Posted by r.silva on 22 April 2016 - 3:10pm

Tomography machine. Image by Martin Abegglen. https://flic.kr/p/688v1HBy Russell Garwood, Lecturer at the University of Manchester.

2015 Software Sustainability Institute fellow Russell Garwood has completed his fellowship by giving two institute-sponsored training courses in using open source software, showing how to analyse and visualise tomographic datasets. By learning the basics of Drishti, SPIERS and Blender, attendees have many of the tools needed to conduct research using tomography data, avoiding expensive proprietary software.

Previous blog posts have highlighted the fact that CT scanning is an ever-more accessible tool for imaging in numerous fields, from archaeology to zoology. As scanning has become increasingly cheap, the high cost of software to visualise and analyse data has developed as a primary factor limiting the uptake of CT. On this basis, I have been offering training in freely available software. Over the course of my fellowship I have given training on numerous packages in Bristol and Cardiff - primarily to Palaeontologists, a field in which CT has been revolutionising the study of three-dimensionally preserved fossils. My hope is that this lessens the often steep learning curve for these software packages, and helps further establish these open source tools within the CT community. I’ve finished my fellowship with two training courses in different parts of the UK, outlined below.

Swansea

In Swansea twenty attendees learned the basics of Drishti, SPIERS and Blender for visualising CT data. SSI fellow Rich Johnston organised the Swansea-end of arrangements, and highlighted that the attendees were largely “PhD/EngD students, postdoctoral researchers (both academic and industry based), including a Dorothy Hodkin Fellowship holder, and academics. These included staff at Swansea and a researcher from Cambridge University”. Those in attendance had widely variable backgrounds, and included researchers from materials science, engineering, biosciences, geography, mathematics, and life sciences. The day started with a tour of the Advanced Imaging of Materials Facility, which played host to the workshop. The facility is a £9M EPSRC/Welsh Government-funded integrated scientific imaging facility that can provide imaging and analytical capabilities across several length scales from Angstroms to centimetres. After the tour attendees had an overview of the many open source tools out there, above and beyond those featured in the training sessions:

Starting the workshop.

After this, and before lunch, I introduced key steps in data preparation - using Drishti Import to modify and then export data for different software packages.
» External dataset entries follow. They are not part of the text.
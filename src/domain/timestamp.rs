//! Timestamp input
//!
//! Callers may hand over timestamps with or without a UTC offset. Naive
//! values are interpreted as UTC everywhere they enter the system, so the
//! rest of the domain only ever sees `DateTime<Utc>`.

use chrono::{DateTime, FixedOffset, NaiveDate, NaiveDateTime, Utc};
use serde::Deserialize;
use std::fmt;
use std::str::FromStr;

use super::DomainError;

/// Naive layouts accepted besides RFC 3339
const NAIVE_FORMATS: &[&str] = &[
    "%Y-%m-%dT%H:%M:%S%.f",
    "%Y-%m-%d %H:%M:%S%.f",
    "%Y-%m-%dT%H:%M",
    "%Y-%m-%d %H:%M",
];

/// A point in time as supplied by a caller.
#[derive(Debug, Clone, Copy, PartialEq, Eq, Deserialize)]
#[serde(try_from = "String")]
pub enum Timestamp {
    /// No offset given
    Naive(NaiveDateTime),
    /// Explicit offset given
    Zoned(DateTime<FixedOffset>),
}

impl Timestamp {
    /// Convert to UTC, treating a naive value as already being UTC.
    pub fn to_utc(self) -> DateTime<Utc> {
        match self {
            Timestamp::Naive(naive) => naive.and_utc(),
            Timestamp::Zoned(zoned) => zoned.with_timezone(&Utc),
        }
    }

    /// Whether the caller omitted the offset
    pub fn is_naive(&self) -> bool {
        matches!(self, Timestamp::Naive(_))
    }
}

impl From<DateTime<Utc>> for Timestamp {
    fn from(value: DateTime<Utc>) -> Self {
        Timestamp::Zoned(value.fixed_offset())
    }
}

impl From<DateTime<FixedOffset>> for Timestamp {
    fn from(value: DateTime<FixedOffset>) -> Self {
        Timestamp::Zoned(value)
    }
}

impl From<NaiveDateTime> for Timestamp {
    fn from(value: NaiveDateTime) -> Self {
        Timestamp::Naive(value)
    }
}

impl FromStr for Timestamp {
    type Err = DomainError;

    fn from_str(s: &str) -> Result<Self, Self::Err> {
        let s = s.trim();

        if let Ok(zoned) = DateTime::parse_from_rfc3339(s) {
            return Ok(Timestamp::Zoned(zoned));
        }

        for format in NAIVE_FORMATS {
            if let Ok(naive) = NaiveDateTime::parse_from_str(s, format) {
                return Ok(Timestamp::Naive(naive));
            }
        }

        // Date only: start of day
        if let Some(naive) = NaiveDate::parse_from_str(s, "%Y-%m-%d")
            .ok()
            .and_then(|date| date.and_hms_opt(0, 0, 0))
        {
            return Ok(Timestamp::Naive(naive));
        }

        Err(DomainError::validation(format!("Invalid datetime: {}", s)))
    }
}

impl TryFrom<String> for Timestamp {
    type Error = DomainError;

    fn try_from(value: String) -> Result<Self, Self::Error> {
        Timestamp::from_str(&value)
    }
}

impl fmt::Display for Timestamp {
    fn fmt(&self, f: &mut fmt::Formatter<'_>) -> fmt::Result {
        match self {
            Timestamp::Naive(naive) => write!(f, "{}", naive.format("%Y-%m-%dT%H:%M:%S%.f")),
            Timestamp::Zoned(zoned) => write!(f, "{}", zoned.to_rfc3339()),
        }
    }
}
//! Pluggable tab metadata providers.
//!
//! A provider turns `(title, url)` into a label, an attribution source
//! and a short summary. Implementations are selected by configuration;
//! every one of them falls back to a deterministic record built from
//! the URL's domain when generation fails.

pub mod gemini;
pub mod you;

use async_trait::async_trait;
use tabgraph_core::TabMetadata;

/// Contract shared by every metadata provider.
#[async_trait]
pub trait MetadataProvider: Send + Sync {
    /// Generate metadata for a tab.
    async fn generate(&self, title: &str, url: &str) -> anyhow::Result<TabMetadata>;
}

/// Extract a clean domain name from a URL.
///
/// `https://docs.anthropic.com/...` becomes `Anthropic`,
/// `https://github.com/user/repo` becomes `Github`.
pub fn extract_domain(url: &str) -> String {
    let host = url
        .split("://")
        .nth(1)
        .and_then(|rest| rest.split('/').next())
        .unwrap_or("");
    if host.is_empty() {
        return "Web".to_string();
    }

    let host = host.strip_prefix("www.").unwrap_or(host);
    let label = host
        .strip_prefix("docs.")
        .or_else(|| host.strip_prefix("api."))
        .unwrap_or(host)
        .split('.')
        .next()
        .unwrap_or("");

    if label.is_empty() {
        return "Web".to_string();
    }

    let mut chars = label.chars();
    match chars.next() {
        Some(first) => first.to_uppercase().chain(chars).collect(),
        None => "Web".to_string(),
    }
}

/// Deterministic metadata built from the title and domain.
pub fn fallback_metadata(title: &str, url: &str) -> TabMetadata {
    let domain = extract_domain(url);
    let label = if title.is_empty() {
        "Untitled".to_string()
    } else {
        title.chars().take(50).collect()
    };

    TabMetadata {
        display_label: format!("{} • {}", label, domain),
        label,
        source: domain,
        summary: String::new(),
    }
}
//! TabGraph HTTP facade.
//!
//! A thin axum layer over the ingest pipeline, the cluster engine
//! snapshot and the graph store. CORS admits the browser extension and
//! localhost origins only.

pub mod routes;
pub mod state;

use axum::http::HeaderValue;
use axum::{
    routing::{get, post},
    Router,
};
use tower_http::{
    cors::{AllowOrigin, Any, CorsLayer},
    trace::TraceLayer,
};

use state::AppState;

/// Create the application router.
pub fn create_router(state: AppState) -> Router {
    let cors = CorsLayer::new()
        .allow_origin(AllowOrigin::predicate(
            |origin: &HeaderValue, _request_parts| {
                let origin = origin.to_str().unwrap_or_default();
                origin.starts_with("chrome-extension://")
                    || origin.starts_with("moz-extension://")
                    || origin.starts_with("http://localhost")
                    || origin.starts_with("http://127.0.0.1")
            },
        ))
        .allow_methods(Any)
        .allow_headers(Any);

    let api_routes = Router::new()
        .route("/tabs/ingest", post(routes::tabs::ingest))
        .route("/tabs/delete", post(routes::tabs::delete))
        .route("/tabs/clusters", get(routes::tabs::clusters))
        .route("/graph/visualization", get(routes::graph::visualization))
        .route("/recommendations", get(routes::recommendations::recommendations))
        .route("/entities/re-enrich", post(routes::entities::re_enrich))
        .with_state(state);

    Router::new()
        .route("/health", get(routes::health::health))
        .nest("/api", api_routes)
        .layer(TraceLayer::new_for_http())
        .layer(cors)
}

/// Run the web server.
pub async fn run_server(state: AppState, host: &str, port: u16) -> anyhow::Result<()> {
    let app = create_router(state);

    let listener = tokio::net::TcpListener::bind(format!("{}:{}", host, port)).await?;
    tracing::info!("TabGraph server listening on http://{}:{}", host, port);

    axum::serve(listener, app).await?;
    Ok(())
}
I also introduced volume rendering voxel data in the main Drishti package. There was then a break, during which all attendees were treated to lunch by the SSI, and we went on a quick tour of the new Swansea University Bay Campus, including their very own beach:

Lunch during workshop.

After lunch, a long afternoon was had, in which I introduced SPIERS - freely available software which is really useful for noisy and complex data, and use on non-workstation grade PCs, before finishing with a brief introduction to the hugely versatile CGI/raytracing software Blender. After the workshop most people had to head home, but a few hardy souls went out for dinner to celebrate the success of the workshop:

Survivors photo from workshop.

For context to the day, Rich highlighted how open source software fits into the facility and its operation. “The Facility can provide a fully-coupled micro/nano-analysis workflow via a state-of-the-art advanced correlative imaging (combining different data sets across length scales) with capability in transmission electron microscopy (TEM), scanning electron microscopy (SEM), Ion beam nanofabrication, X-ray Diffraction (XRD), X-ray Photoelectron Spectroscopy (XPS), Energy-Dispersive X-ray Spectroscopy (EDS), and micro and nano X-ray computed tomography (microCT). The diverse research challenges that are investigated at AIM, particularly using X-ray imaging and the production of 3D data, brings us in touch with diverse researchers with varying understanding and training in the processing and analysis of large 3D data. Open software is extremely important to us; it can provide a common platform for us to analyse data and communicate with our many collaborators, therefore this training workshop was very useful and also attracted a lot of interest from our collaborator base and further afield. We thank the SSI and Russell for their support and time in bringing this workshop to Swansea.” Indeed, the training was being put to use within a week by members of the facility:

Turns out geology is advanced colouring in!

Leicester

Leicester was a very different event. Similar training - in SPIERS and Drishti - was required, but I provided this for a single person. Cheryl Haidon is the person for members of the Geology Department at Leicester who need to conduct CT scanning. She says “I am responsible for guiding and training students from the Department of Geology here at the University of Leicester in the acquisition and processing of CT data. Both masters and PhD students have a strong requirement for such data, and they will benefit greatly from having ready access to open-source software such as Drishti and SPIERS. To that end, it was extremely useful for me to be able to learn the basic principles of both these packages, so that I can disseminate this knowledge to the students, who will in turn develop their own expertise in this rapidly-expanding technique. I will be investing considerable effort over the next few weeks in consolidating the topics we have covered, and developing my own fluency and expertise so that I can become the local ‘expert’ for all members of the Department - students and staff alike - who have an interest in microCT.” Hence, this provided the opportunity through two days of intensive training, to establish local expertise in open source software, which will provide a lasting and very real difference to workflows for CT data at the University of Leicester.

With that, I have finished my SSI fellowship! I hope, that with the SSI’s support, this work has made a difference to CT users in the UK community, who can now use open source software to understand, visualise and analyse their data. I will continue providing this training, in the hope that with more widespread expertise of open source CT software in the UK the price of proprietary tools need not hold us back when applying tomography to a multitude of different specimens.